Wednesday, 5 April 2017

The Microbes in Your body That You Couldn’t Live Without

Microbial Life – Inside the Bowels

When Adam Rutherford took an uncomfortable test he discovered that for a healthy body full of good bacteria, one would need to do much more than consume probiotic yoghurt. It started off with what could be defined as an creative invention with a fold-out sheet having sticky tabs towards the front and back just like a flattened starfish. The tabs stick tend to stick to the seat of the loo and when it is in place, it is said to form a kind of hammock on which the specimen is offered, set for sampling.

He had slipped on the rubber gloves in preparation for the process. When he had left the deposit on the hammock a sample of the stuff with a small spoon attached to the inside of a blue lid of a test tube and wrapped in an icepack which was frozen earlier was dispatched - `Map My Gut which revealed what microbial life seemed to be inside the bowels.

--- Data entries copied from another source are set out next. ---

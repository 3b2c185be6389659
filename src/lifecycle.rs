//! Machine lifecycle operations: init, start, stop, rm.
//!
//! Each operation is a self-contained async call into the machine tool,
//! forwarding the caller's [`RunOptions`] (cancellation token and output
//! sink). Start, stop, and create raise the normalized form of a tool
//! failure; rm propagates the raw runner error.

use crate::config::CreateDefaults;
use crate::error::{CorralError, RunError};
use crate::runner::{CommandRunner, RunOptions};
use crate::status::{LifecycleStatus, Provider};
use crate::util;

const MIB: u64 = 1024 * 1024;
const GIB: u64 = 1024 * 1024 * 1024;

// ── Error normalization ──────────────────────────────────

/// Fold a runner failure into a single human-readable string: whichever of
/// name, message, and stderr are present, each on its own line, in that
/// order. A failure carrying none of them is passed through unchanged.
pub fn normalize(err: RunError) -> CorralError {
    let mut details = String::new();
    for part in [&err.name, &err.message, &err.stderr] {
        if let Some(part) = part {
            details.push_str(part);
            details.push('\n');
        }
    }
    if details.is_empty() {
        CorralError::Run(err)
    } else {
        CorralError::Machine { details }
    }
}

// ── Create ───────────────────────────────────────────────

/// Inputs for `init`. Absent fields emit no flag at all — the tool's own
/// defaults apply, never a placeholder value.
#[derive(Debug, Clone, Default)]
pub struct CreateOptions {
    pub name: Option<String>,
    pub cpus: Option<u64>,
    /// Requested memory in bytes.
    pub memory_bytes: Option<u64>,
    /// Requested disk size in bytes.
    pub disk_bytes: Option<u64>,
}

/// Memory flag value: MiB, rounded up to the nearest even MiB. The
/// virtualization backend only accepts even-MiB increments.
fn memory_mib(bytes: u64) -> u64 {
    let mib = bytes.div_ceil(MIB);
    mib + (mib & 1)
}

/// Disk flag value: whole GiB, rounded up.
fn disk_gib(bytes: u64) -> u64 {
    bytes.div_ceil(GIB)
}

/// Fill the gaps in the user's `init` inputs from the configured defaults.
/// Every field falls back independently, the name included, and size
/// strings are parsed after merging so a bad configured default is caught
/// even when the flag was omitted.
pub fn resolve_create_options(
    defaults: &CreateDefaults,
    name: Option<String>,
    cpus: Option<u64>,
    memory: Option<String>,
    disk_size: Option<String>,
) -> Result<CreateOptions, CorralError> {
    let memory = memory.or_else(|| defaults.memory.clone());
    let disk_size = disk_size.or_else(|| defaults.disk_size.clone());

    Ok(CreateOptions {
        name: name.or_else(|| defaults.name.clone()),
        cpus: cpus.or(defaults.cpus),
        memory_bytes: memory.as_deref().map(util::parse_size).transpose()?,
        disk_bytes: disk_size.as_deref().map(util::parse_size).transpose()?,
    })
}

pub fn build_init_args(opts: &CreateOptions) -> Vec<String> {
    let mut args = vec!["init".to_string()];
    if let Some(cpus) = opts.cpus {
        args.push("--cpus".into());
        args.push(cpus.to_string());
    }
    if let Some(bytes) = opts.memory_bytes {
        args.push("--memory".into());
        args.push(memory_mib(bytes).to_string());
    }
    if let Some(bytes) = opts.disk_bytes {
        args.push("--disk-size".into());
        args.push(disk_gib(bytes).to_string());
    }
    if let Some(name) = &opts.name {
        args.push(name.clone());
    }
    args
}

/// Create a new machine. The connection appears on the next poll; this
/// call only drives the tool.
pub async fn create_machine<R: CommandRunner>(
    runner: &R,
    opts: &CreateOptions,
    run: RunOptions,
) -> Result<(), CorralError> {
    let args = build_init_args(opts);
    runner.execute(&args, run).await.map_err(normalize)?;
    tracing::info!(name = opts.name.as_deref().unwrap_or_default(), "machine created");
    Ok(())
}

// ── Start / stop / rm ────────────────────────────────────

pub async fn start_machine<R: CommandRunner>(
    runner: &R,
    name: &str,
    provider: &Provider,
    run: RunOptions,
) -> Result<(), CorralError> {
    runner
        .execute(&["start".into(), name.into()], run)
        .await
        .map_err(normalize)?;
    provider.set_status(LifecycleStatus::Started);
    tracing::info!(name, "machine started");
    Ok(())
}

pub async fn stop_machine<R: CommandRunner>(
    runner: &R,
    name: &str,
    provider: &Provider,
    run: RunOptions,
) -> Result<(), CorralError> {
    runner
        .execute(&["stop".into(), name.into()], run)
        .await
        .map_err(normalize)?;
    provider.set_status(LifecycleStatus::Stopped);
    tracing::info!(name, "machine stopped");
    Ok(())
}

/// Remove the machine. The caller is responsible for disposing the
/// registry entry (the next reconciliation pass does it when the identity
/// vanishes from the snapshot). Raw error, not normalized.
pub async fn delete_machine<R: CommandRunner>(
    runner: &R,
    name: &str,
    run: RunOptions,
) -> Result<(), CorralError> {
    runner.execute(&["rm".into(), name.into()], run).await?;
    tracing::info!(name, "machine removed");
    Ok(())
}
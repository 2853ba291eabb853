use std::sync::Arc;

use anyhow::Result;
use gemini_chat_core::constants::ui;
use gemini_chat_core::{
    CatalogRefresher, ChatDocument, ChatError, ChatSession, ChatTransport, ExchangeHandle,
    ExchangeOutcome, Sender, SettingsStore,
};
use tokio::io::{AsyncBufReadExt, BufReader};

use crate::commands::{self, CommandResult};
use crate::overlay::OverlayStore;

// ── One-shot modes ──────────────────────────────────────────────────────

pub async fn run_single_prompt(
    store: Arc<OverlayStore>,
    transport: Arc<dyn ChatTransport>,
    prompt: &str,
) -> Result<()> {
    let mut session = ChatSession::new(transport, store);
    match session.send(prompt).await {
        Ok(Some(reply)) => {
            println!("{}", reply.text());
            Ok(())
        }
        Ok(None) => Ok(()),
        Err(e) => Err(anyhow::anyhow!(e.describe())),
    }
}

pub async fn run_models(
    store: Arc<OverlayStore>,
    transport: Arc<dyn ChatTransport>,
    refresh: bool,
) -> Result<()> {
    if refresh {
        let refresher = CatalogRefresher::new(transport, store.clone());
        let update = refresher
            .refresh()
            .await
            .map_err(|e| anyhow::anyhow!(e.describe()))?;
        store.base().persist()?;
        eprintln!("Models refreshed ({} found).", update.model_ids.len());
    }
    print_models(&store.cached_model_ids(), &store.selected_model());
    Ok(())
}

fn print_models(model_ids: &[String], selected: &str) {
    if model_ids.is_empty() {
        println!("No cached models. Run with --refresh or use /models refresh.");
        return;
    }
    for id in model_ids {
        let marker = if id == selected { "*" } else { " " };
        println!("{marker} {id}");
    }
}

// ── Interactive chat ────────────────────────────────────────────────────

enum Flow {
    Continue,
    Quit,
}

/// Line-oriented chat view: reads stdin, prints the conversation and keeps
/// an HTML copy for `/export`.
pub struct ChatApp {
    store: Arc<OverlayStore>,
    session: ChatSession,
    refresher: CatalogRefresher,
    document: ChatDocument,
    pending: Option<ExchangeHandle>,
}

impl ChatApp {
    pub fn new(store: Arc<OverlayStore>, transport: Arc<dyn ChatTransport>) -> Self {
        Self {
            session: ChatSession::new(transport.clone(), store.clone()),
            refresher: CatalogRefresher::new(transport, store.clone()),
            store,
            document: ChatDocument::new(),
            pending: None,
        }
    }

    pub async fn run(mut self) -> Result<()> {
        self.system(&format!(
            "Welcome! Using model: {}\n{}",
            self.session.model_in_use(),
            ui::WELCOME_TIP
        ));

        let mut lines = BufReader::new(tokio::io::stdin()).lines();
        loop {
            tokio::select! {
                outcome = wait_for(&mut self.pending) => {
                    self.pending = None;
                    self.handle_outcome(outcome);
                }
                line = lines.next_line() => {
                    let Some(line) = line? else { break };
                    if let Flow::Quit = self.handle_input(&line).await {
                        break;
                    }
                }
            }
        }

        // Let an in-flight answer land before leaving.
        if let Some(handle) = self.pending.take() {
            let outcome = handle.await;
            self.handle_outcome(outcome);
        }
        Ok(())
    }

    async fn handle_input(&mut self, line: &str) -> Flow {
        match commands::handle_command(line) {
            CommandResult::NotACommand => self.send(line),
            CommandResult::Quit => return Flow::Quit,
            CommandResult::Message(msg) => self.system(&msg),
            CommandResult::Clear => self.clear(),
            CommandResult::ModelChanged(model) => self.select_model(&model),
            CommandResult::KeyChanged(key) => {
                self.store.set_credential(&key);
                self.persist();
                self.system("API key saved.");
            }
            CommandResult::ListModels => {
                print_models(&self.store.cached_model_ids(), &self.store.selected_model())
            }
            CommandResult::RefreshModels => self.refresh_models().await,
            CommandResult::Export(path) => match std::fs::write(&path, self.document.to_html()) {
                Ok(()) => self.system(&format!("Transcript written to {path}")),
                Err(e) => self.error_text(&format!("Could not write {path}: {e}")),
            },
            CommandResult::ShowStatus => self.status(),
        }
        Flow::Continue
    }

    fn send(&mut self, line: &str) {
        match self.session.submit(line) {
            Ok(Some(handle)) => {
                self.document.push(Sender::User, line.trim());
                println!("Processing...");
                self.pending = Some(handle);
            }
            Ok(None) => {}
            Err(e) => self.error(&e),
        }
    }

    fn handle_outcome(&mut self, outcome: ExchangeOutcome) {
        match self.session.ingest(outcome) {
            Ok(Some(reply)) => {
                println!("{}: {}", Sender::Model.display_name(), reply.text());
                self.document.push_turn(&reply);
            }
            Ok(None) => {}
            Err(e) => self.error(&e),
        }
    }

    fn clear(&mut self) {
        self.session.clear();
        self.document.reset();
        self.system(ui::CHAT_CLEARED);
    }

    fn select_model(&mut self, model: &str) {
        let cached = self.store.cached_model_ids();
        if !cached.is_empty() && !cached.iter().any(|id| id == model) {
            self.system(&format!(
                "Note: {model} is not in the cached model list."
            ));
        }
        self.store.set_selected_model(model);
        self.persist();
        self.system(&format!("Using model: {}", self.store.selected_model()));
    }

    async fn refresh_models(&mut self) {
        match self.refresher.refresh().await {
            Ok(update) => {
                self.persist();
                self.system(&format!("Models refreshed ({} found).", update.model_ids.len()));
                if !update.selection_available && !update.model_ids.is_empty() {
                    self.system(&format!(
                        "Selected model {} is not in the list; use /model to pick another.",
                        self.store.selected_model()
                    ));
                }
                print_models(&update.model_ids, &self.store.selected_model());
            }
            Err(e) => self.error(&e),
        }
    }

    fn status(&mut self) {
        let model = self.store.selected_model();
        let key = self
            .store
            .credential()
            .map(|k| commands::mask_key(&k))
            .unwrap_or_else(|| "(not set)".to_string());
        self.system(&format!(
            "Model: {}\nAPI key: {key}\nTurns: {}{}",
            commands::model_label(&model, ui::MODEL_LABEL_MAX),
            self.session.len(),
            if self.session.is_busy() { "\nWaiting for a reply..." } else { "" }
        ));
    }

    fn persist(&mut self) {
        if let Err(e) = self.store.base().persist() {
            self.error(&e);
        }
    }

    fn system(&mut self, text: &str) {
        println!("{}: {text}", Sender::System.display_name());
        self.document.push(Sender::System, text);
    }

    fn error(&mut self, err: &ChatError) {
        tracing::debug!("chat error: {err:?}");
        self.error_text(&err.describe());
    }

    fn error_text(&mut self, text: &str) {
        eprintln!("{}: {text}", Sender::Error.display_name());
        self.document.push(Sender::Error, text);
    }
}

async fn wait_for(pending: &mut Option<ExchangeHandle>) -> ExchangeOutcome {
    match pending {
        Some(handle) => handle.await,
        None => std::future::pending().await,
    }
}
/// Gemini Chat: centralized constants.
/// Model ids, endpoints, timeouts and user-facing fallback messages live here.

// ─── Models ───────────────────────────────────────────────────────────────────

pub mod models {
    /// Used whenever no model is selected or the selection is blank.
    pub const DEFAULT_MODEL_ID: &str = "gemini-1.5-flash-latest";

    /// Prefix the catalog endpoint puts in front of every model name.
    pub const MODEL_NAME_PREFIX: &str = "models/";

    /// Generation method a model must advertise to be usable for chat.
    pub const GENERATE_CONTENT_METHOD: &str = "generateContent";
}

// ─── API Endpoints ────────────────────────────────────────────────────────────

pub mod endpoints {
    pub const GEMINI_BASE_URL: &str = "https://generativelanguage.googleapis.com/v1beta";
    pub const API_KEY_PARAM: &str = "key";
    pub const PAGE_TOKEN_PARAM: &str = "pageToken";
}

// ─── Transport ───────────────────────────────────────────────────────────────

pub mod transport {
    use std::time::Duration;

    pub const CONNECT_TIMEOUT: Duration = Duration::from_secs(30);
    pub const WRITE_TIMEOUT: Duration = Duration::from_secs(30);
    /// Generation can be slow for long answers.
    pub const READ_TIMEOUT: Duration = Duration::from_secs(90);
    /// Upper bound on catalog pages followed through `nextPageToken`.
    pub const MAX_CATALOG_PAGES: usize = 20;
}

// ─── Messages ─────────────────────────────────────────────────────────────────

pub mod messages {
    pub const GENERATE_FAILED: &str = "Error generating content";
    pub const LIST_FAILED: &str = "Error fetching models";
    pub const NO_TEXT_PART: &str = "No text part in response content.";
    pub const NO_CONTENT: &str = "No content or parts in candidate.";
    pub const UNKNOWN_BLOCK_REASON: &str = "Unknown reason";

    /// True for the coarse fallbacks used when an error body carries no message.
    pub fn is_generic(message: &str) -> bool {
        message == GENERATE_FAILED || message == LIST_FAILED
    }
}

// ─── UI ──────────────────────────────────────────────────────────────────────

pub mod ui {
    pub const WELCOME_TIP: &str = "Tip: type /help for commands";
    pub const CHAT_CLEARED: &str = "Chat cleared.";
    pub const MODEL_LABEL_MAX: usize = 25;
}
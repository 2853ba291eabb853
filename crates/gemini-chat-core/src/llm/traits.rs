use crate::error::ChatError;
use serde::{Deserialize, Serialize};

#[derive(Debug, Clone, Copy, Serialize, Deserialize, PartialEq, Eq)]
#[serde(rename_all = "lowercase")]
pub enum Role {
    User,
    Model,
}

#[derive(Debug, Clone, Serialize, Deserialize, PartialEq, Eq)]
pub struct Part {
    pub text: String,
}

/// One message unit in a conversation. Serializes to the wire shape
/// `{"role": "...", "parts": [{"text": "..."}]}`.
#[derive(Debug, Clone, Serialize, Deserialize, PartialEq, Eq)]
pub struct Turn {
    pub role: Role,
    pub parts: Vec<Part>,
}

impl Turn {
    pub fn user(text: impl Into<String>) -> Self {
        Self {
            role: Role::User,
            parts: vec![Part { text: text.into() }],
        }
    }

    pub fn model(text: impl Into<String>) -> Self {
        Self {
            role: Role::Model,
            parts: vec![Part { text: text.into() }],
        }
    }

    /// All parts joined with newlines.
    pub fn text(&self) -> String {
        self.parts
            .iter()
            .map(|p| p.text.as_str())
            .collect::<Vec<_>>()
            .join("\n")
    }
}

#[derive(Debug, Clone, PartialEq, Eq)]
pub struct Reply {
    /// Text of the first part of the first candidate.
    pub text: String,
    pub turn: Turn,
}

/// The remote side of a conversation. `GeminiClient` talks HTTP; tests
/// substitute scripted implementations.
#[async_trait::async_trait]
pub trait ChatTransport: Send + Sync {
    /// Model ids usable for content generation, sorted and without prefix.
    async fn list_models(&self, api_key: &str) -> Result<Vec<String>, ChatError>;

    /// Send `history` followed by a new user turn and return the model's reply.
    async fn generate_content(
        &self,
        api_key: &str,
        model_id: &str,
        user_text: &str,
        history: &[Turn],
    ) -> Result<Reply, ChatError>;
}
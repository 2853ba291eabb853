mod chat;
mod catalog;

pub use chat::{ChatSession, ExchangeHandle, ExchangeOutcome};
pub use catalog::{CatalogRefresher, CatalogUpdate};
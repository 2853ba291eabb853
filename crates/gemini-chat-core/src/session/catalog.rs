use std::sync::atomic::{AtomicBool, Ordering};
use std::sync::Arc;

use tracing::info;

use crate::config::SettingsStore;
use crate::error::{ChatError, Result};
use crate::llm::ChatTransport;

#[derive(Debug, Clone, PartialEq, Eq)]
pub struct CatalogUpdate {
    pub model_ids: Vec<String>,
    /// Whether the currently selected model is part of the fresh catalog.
    pub selection_available: bool,
}

/// Refreshes the cached model list in the settings store. One refresh at a
/// time; a concurrent call is rejected with `Busy`.
pub struct CatalogRefresher {
    transport: Arc<dyn ChatTransport>,
    settings: Arc<dyn SettingsStore>,
    in_flight: AtomicBool,
}

struct InFlight<'a>(&'a AtomicBool);

impl Drop for InFlight<'_> {
    fn drop(&mut self) {
        self.0.store(false, Ordering::Release);
    }
}

impl CatalogRefresher {
    pub fn new(transport: Arc<dyn ChatTransport>, settings: Arc<dyn SettingsStore>) -> Self {
        Self {
            transport,
            settings,
            in_flight: AtomicBool::new(false),
        }
    }

    pub fn is_refreshing(&self) -> bool {
        self.in_flight.load(Ordering::Acquire)
    }

    pub async fn refresh(&self) -> Result<CatalogUpdate> {
        let api_key = self
            .settings
            .credential()
            .filter(|k| !k.trim().is_empty())
            .ok_or(ChatError::MissingCredential)?;

        if self
            .in_flight
            .compare_exchange(false, true, Ordering::AcqRel, Ordering::Acquire)
            .is_err()
        {
            return Err(ChatError::Busy);
        }
        let _in_flight = InFlight(&self.in_flight);

        let model_ids = self.transport.list_models(&api_key).await?;
        self.settings.set_cached_model_ids(model_ids.clone());
        info!("Models refreshed ({} found)", model_ids.len());

        let selected = self.settings.selected_model();
        Ok(CatalogUpdate {
            selection_available: model_ids.iter().any(|id| *id == selected),
            model_ids,
        })
    }
}
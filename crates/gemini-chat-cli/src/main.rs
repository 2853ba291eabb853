use std::path::PathBuf;
use std::sync::Arc;

use anyhow::Result;
use clap::{Parser, Subcommand};
use gemini_chat_core::{ChatTransport, SettingsService, SettingsStore};

mod app;
mod commands;
mod overlay;

use overlay::OverlayStore;

#[derive(Parser)]
#[command(name = "gemini-chat")]
#[command(about = "Gemini Chat - talk to Google Gemini models from the terminal")]
#[command(version)]
struct Cli {
    #[command(subcommand)]
    command: Option<Command>,

    /// Model to use for this run (not saved)
    #[arg(short, long, global = true)]
    model: Option<String>,

    /// API key for this run (not saved)
    #[arg(long, env = "GEMINI_API_KEY", hide_env_values = true, global = true)]
    api_key: Option<String>,

    /// Path to the config file
    #[arg(long, global = true)]
    config: Option<PathBuf>,

    /// Log debug output to stderr
    #[arg(short, long, global = true)]
    verbose: bool,
}

#[derive(Subcommand)]
enum Command {
    /// Interactive chat (default)
    Chat,
    /// Send a single prompt and print the reply
    Ask {
        #[arg(required = true)]
        prompt: Vec<String>,
    },
    /// Show the model catalog
    Models {
        /// Fetch the catalog from the API first
        #[arg(long)]
        refresh: bool,
    },
    /// Read or change saved settings
    Config {
        #[command(subcommand)]
        action: ConfigAction,
    },
}

#[derive(Subcommand)]
enum ConfigAction {
    /// Save the API key
    SetKey { key: String },
    /// Save the selected model
    SetModel { model: String },
    /// Print the current settings
    Show,
}

#[tokio::main]
async fn main() -> Result<()> {
    let cli = Cli::parse();

    let default_level = if cli.verbose { "debug" } else { "warn" };
    tracing_subscriber::fmt()
        .with_env_filter(
            tracing_subscriber::EnvFilter::try_from_default_env()
                .unwrap_or_else(|_| tracing_subscriber::EnvFilter::new(default_level)),
        )
        .with_target(false)
        .with_writer(std::io::stderr)
        .init();

    let settings = Arc::new(match cli.config {
        Some(ref path) => SettingsService::open(path),
        None => SettingsService::open_default(),
    });

    let command = match cli.command.unwrap_or(Command::Chat) {
        Command::Config { action } => return run_config(&settings, action),
        other => other,
    };

    let store = Arc::new(
        OverlayStore::new(settings.clone())
            .with_api_key(cli.api_key)
            .with_model(cli.model),
    );
    let transport: Arc<dyn ChatTransport> = Arc::new(settings.snapshot().build_client()?);

    match command {
        Command::Ask { prompt } => {
            app::run_single_prompt(store, transport, &prompt.join(" ")).await
        }
        Command::Models { refresh } => app::run_models(store, transport, refresh).await,
        Command::Chat | Command::Config { .. } => app::ChatApp::new(store, transport).run().await,
    }
}

fn run_config(settings: &SettingsService, action: ConfigAction) -> Result<()> {
    match action {
        ConfigAction::SetKey { key } => {
            settings.set_credential(&key);
            settings.persist()?;
            println!("API key saved.");
        }
        ConfigAction::SetModel { model } => {
            settings.set_selected_model(&model);
            settings.persist()?;
            println!("Selected model: {}", settings.selected_model());
        }
        ConfigAction::Show => {
            let snapshot = settings.snapshot();
            if let Some(path) = settings.path() {
                println!("Config file:  {}", path.display());
            }
            println!("Model:        {}", snapshot.selected_model());
            println!(
                "API key:      {}",
                snapshot
                    .api_key()
                    .map(|k| commands::mask_key(&k))
                    .unwrap_or_else(|| "(not set)".to_string())
            );
            println!("Cached models: {}", snapshot.available_models.len());
            if let Some(ref url) = snapshot.api.base_url {
                println!("Base URL:     {url}");
            }
        }
    }
    Ok(())
}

Recently, numerous findings have indicated that the microbes in the digestive system seem to be more significant to our health and well-being than earlier presumed. On an average, we tend to have around one thousand different species of bacteria in our guts and in total though difficult to count could be around trillions. Most of it has been doing beneficial for us.

Microbes Help to Build Our Bodies

It is said that our genomes comprises of about 20,000 genes though our microbes tend to carry about 500 times more. This enables them to perform some tricks, they help to digest food, produce vitamins and minerals and even prevent us from suffering from some disorder by crowding and killing infectious bacteria. Moreover, they have also shaped who we are on the inside as well as the outside.

 Ed Yong, author of I Contain Multitude informs that our microbes help to build our bodies; they tend to sculpt and renew our organs as we tend to age. Besides, they may also influence our behaviour and the way we think. There have been several studies in animals portraying that microbes in the guts could influence their mood, personality and resilience to anxiety and stress.

But how much of these effects would carry in humans is still to be understood. However, we do tend to be aware that there is a much larger variation between people in our microbiome than there is in our genome.

Fermented Food – Healthy Microbiome

Makeup of our microbial is based on our medical history, our diet and our location. It is said to be a signature which could be very different to even our nearest relatives. Less than 100 species of bacteria tend to cause infectious disorder and the thousands of kinds of microbes located in our guts are according to author Douglas Adam, `mostly harmless’.

Top of the list of the most desirable are microbes such as Akkermansia and the Christensenellaceae which have been linked with protection against weight gain. Methanobrevibacter is said to be helpful in squeezing more calories from food which means that one could eat less while Oxalobacter tends to be helpful in the prevention of formation of kidney stones. For a healthy microbiome, fermented food is said to be especially good.